### PROVIDED ENTRIES

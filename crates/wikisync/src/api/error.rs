//! Error types for wiki API operations.

use thiserror::Error;

use crate::http::HttpError;
use crate::scheduler::SchedulerError;

/// Error code for an expired or invalid CSRF token.
pub const BAD_TOKEN: &str = "badtoken";

/// Error code for an upload whose bytes match the current file revision.
pub const FILE_UNCHANGED: &str = "fileexists-no-change";

/// Errors that can occur when talking to the wiki.
#[derive(Debug, Error)]
pub enum ApiError {
    /// The token was rejected, refreshed, and rejected again.
    #[error("authorization expired: {action} rejected the token after a refresh")]
    AuthorizationExpired { action: String },

    /// API returned an error payload.
    #[error("API error '{code}': {info}")]
    Remote { code: String, info: String },

    /// API returned a non-error payload whose result is not `Success`.
    #[error("{action} not accepted: {detail}")]
    Rejected { action: String, detail: String },

    /// HTTP request failed.
    #[error(transparent)]
    Http(#[from] HttpError),

    /// Non-success HTTP status.
    #[error("HTTP status {status} from {url}")]
    Status { status: u16, url: String },

    /// JSON parsing failed.
    #[error("could not decode API response: {0}")]
    Decode(#[from] serde_json::Error),

    /// Downloaded bytes do not match the advertised SHA-1.
    #[error("checksum mismatch for {file}: expected {expected}, got {actual}")]
    ChecksumMismatch {
        file: String,
        expected: String,
        actual: String,
    },

    /// The scheduled call never completed.
    #[error(transparent)]
    Scheduler(#[from] SchedulerError),

    /// Login was refused.
    #[error("login failed: {0}")]
    LoginFailed(String),

    /// Invalid configuration.
    #[error("invalid API URL: {0}")]
    InvalidUrl(#[from] url::ParseError),
}

impl ApiError {
    /// Machine-readable API error code, if the server sent one.
    pub fn code(&self) -> Option<&str> {
        match self {
            ApiError::Remote { code, .. } => Some(code),
            _ => None,
        }
    }

    /// Whether the server rejected the CSRF token.
    pub fn is_bad_token(&self) -> bool {
        self.code() == Some(BAD_TOKEN)
    }

    /// Transport failures and server-side 5xx/429 statuses. API error codes
    /// are never transient.
    pub fn is_transient(&self) -> bool {
        match self {
            ApiError::Http(_) => true,
            ApiError::Status { status, .. } => *status == 429 || *status >= 500,
            _ => false,
        }
    }
}

/// Extract a short, single-line error message for progress output.
pub fn short_error_message(err: &ApiError) -> String {
    let message = match err {
        ApiError::Remote { code, info } if info.is_empty() => code.clone(),
        ApiError::Remote { code, info } => format!("{code}: {info}"),
        other => other.to_string(),
    };
    match message.lines().next() {
        Some(first) if first.len() > 120 => {
            format!("{}...", first.chars().take(117).collect::<String>())
        }
        Some(first) => first.to_string(),
        None => message,
    }
}
//! Request body encoders for the action API.

use url::form_urlencoded;
use uuid::Uuid;

pub const FORM_URLENCODED: &str = "application/x-www-form-urlencoded";

/// Encode key/value pairs as `application/x-www-form-urlencoded`.
pub fn encode_form(pairs: &[(&str, &str)]) -> Vec<u8> {
    form_urlencoded::Serializer::new(String::new())
        .extend_pairs(pairs)
        .finish()
        .into_bytes()
}

/// A `multipart/form-data` body builder.
#[derive(Debug)]
pub struct Multipart {
    boundary: String,
    body: Vec<u8>,
}

impl Default for Multipart {
    fn default() -> Self {
        Self::new()
    }
}

impl Multipart {
    pub fn new() -> Self {
        Self::with_boundary(format!("wikisync-{}", Uuid::new_v4().simple()))
    }

    pub fn with_boundary(boundary: impl Into<String>) -> Self {
        Self {
            boundary: boundary.into(),
            body: Vec::new(),
        }
    }

    pub fn boundary(&self) -> &str {
        &self.boundary
    }

    /// Append a plain text field.
    pub fn text(mut self, name: &str, value: &str) -> Self {
        self.open_part(&format!("form-data; name=\"{}\"", escape(name)), None);
        self.body.extend_from_slice(value.as_bytes());
        self.body.extend_from_slice(b"\r\n");
        self
    }

    /// Append a file field.
    pub fn file(mut self, name: &str, file_name: &str, mime: &str, bytes: &[u8]) -> Self {
        self.open_part(
            &format!(
                "form-data; name=\"{}\"; filename=\"{}\"",
                escape(name),
                escape(file_name)
            ),
            Some(mime),
        );
        self.body.extend_from_slice(bytes);
        self.body.extend_from_slice(b"\r\n");
        self
    }

    /// Close the body. Returns the `Content-Type` header value and the bytes.
    pub fn finish(mut self) -> (String, Vec<u8>) {
        self.body.extend_from_slice(b"--");
        self.body.extend_from_slice(self.boundary.as_bytes());
        self.body.extend_from_slice(b"--\r\n");
        (
            format!("multipart/form-data; boundary={}", self.boundary),
            self.body,
        )
    }

    fn open_part(&mut self, disposition: &str, content_type: Option<&str>) {
        self.body.extend_from_slice(b"--");
        self.body.extend_from_slice(self.boundary.as_bytes());
        self.body.extend_from_slice(b"\r\nContent-Disposition: ");
        self.body.extend_from_slice(disposition.as_bytes());
        self.body.extend_from_slice(b"\r\n");
        if let Some(content_type) = content_type {
            self.body.extend_from_slice(b"Content-Type: ");
            self.body.extend_from_slice(content_type.as_bytes());
            self.body.extend_from_slice(b"\r\n");
        }
        self.body.extend_from_slice(b"\r\n");
    }
}

fn escape(value: &str) -> String {
    value
        .replace('\\', "\\\\")
        .replace('"', "\\\"")
        .replace(['\r', '\n'], " ")
}
//! Incremental sync of items into a remote store.
//!
//! # Module Structure
//!
//! - [`types`] - Items, payloads, classification, `SyncReport`, constants
//! - [`progress`] - Progress reporting: `SyncProgress`, `ProgressCallback`, `emit()`
//! - [`store`] - The `RemoteStore` and `ItemFeed` seams
//! - [`driver`] - `SyncDriver`, the conditional-write loop with checkpoints
//!
//! # Example
//!
//! ```ignore
//! use wikisync::sync::{SyncDriver, SyncOptions};
//!
//! let driver = SyncDriver::new(client, SyncOptions::default());
//! let report = driver.run(source.feed(catalog.records), None).await?;
//! println!("Wrote {} assets", report.assets.written());
//! ```

pub mod driver;
mod progress;
pub mod store;
mod types;

// Re-export types
pub use types::{
    AssetPayload, AssetState, Classification, DocumentPayload, NamespaceCounts, SyncItem,
    SyncReport, WriteOutcome,
};

// Re-export constants
pub use types::{
    DEFAULT_CHECKPOINT_EVERY, DEFAULT_LEDGER_FILE, INITIAL_BACKOFF_MS, MAX_BACKOFF_MS,
    MAX_PUBLISH_RETRIES,
};

// Re-export progress types
pub use progress::{ProgressCallback, SyncProgress, emit};

pub use driver::{SyncDriver, SyncOptions};
pub use store::{CARRIER_MIME, ItemFeed, RemoteStore};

######

» ASSIGNMENT
Scan the data above and report each line in which "ProgressCallback" is present.

» RESULT OF THIS EXERCISE
//! - [`progress`] - Progress reporting: `SyncProgress`, `ProgressCallback`, `emit()`
pub use progress::{ProgressCallback, SyncProgress, emit};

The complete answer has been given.